- ABOUT THIS TASK:
Find the string "OptionalFlag" in the listing and report every line that has it.

─── GIVEN RECORDS ───

//! Configuration tests: TOML files driving the shell and its engine.

use std::fs;

use parley_command::OptionalFlag;
use parley_foundation::ErrorKind;
use parley_runtime::{Shell, ShellConfig};

use crate::{MockEditor, temp_path};

#[test]
fn load_config_file() {
    let path = temp_path("load.toml");
    fs::write(
        &path,
        "prompt = \"ops> \"\nbanner = false\n\n[engine]\noptional-flag = \"legacy\"\n",
    )
    .unwrap();

    let config = ShellConfig::load(&path).unwrap();
    fs::remove_file(&path).unwrap();

    assert_eq!(config.prompt, "ops> ");
    assert!(!config.banner);
    assert_eq!(config.engine.optional_flag, OptionalFlag::Legacy);
    assert!(!config.engine.strict_arity);
    assert_eq!(config.log_filter, "warn");
}

#[test]
fn unknown_engine_values_are_rejected() {
    let err = ShellConfig::from_toml_str("[engine]\noptional-flag = \"sometimes\"\n").unwrap_err();
    assert!(matches!(err.kind, ErrorKind::Config(_)));
}

#[test]
fn shell_uses_configured_prompt() {
    let (editor, transcript) = MockEditor::new(&["echo hi"]);
    let config = ShellConfig::from_toml_str("prompt = \"ops> \"\nbanner = false\n").unwrap();
    let mut shell = Shell::with_editor(editor, config).unwrap();
    shell.run().unwrap();

    assert_eq!(transcript.borrow().prompts, ["ops> ", "ops> "]);
}

#[test]
fn shell_engine_follows_strict_arity() {
    let (editor, _) = MockEditor::new(&[]);
    let config = ShellConfig::from_toml_str("banner = false\n[engine]\nstrict-arity = true\n")
        .unwrap();
    let mut shell = Shell::with_editor(editor, config).unwrap();

    assert!(shell.engine().config().strict_arity);
    let err = shell.execute("escape one two").unwrap_err();
    assert!(matches!(err.kind, ErrorKind::ArityMismatch { .. }));
}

───

- ANSWER SECTION:
use parley_command::OptionalFlag;
    assert_eq!(config.engine.optional_flag, OptionalFlag::Legacy);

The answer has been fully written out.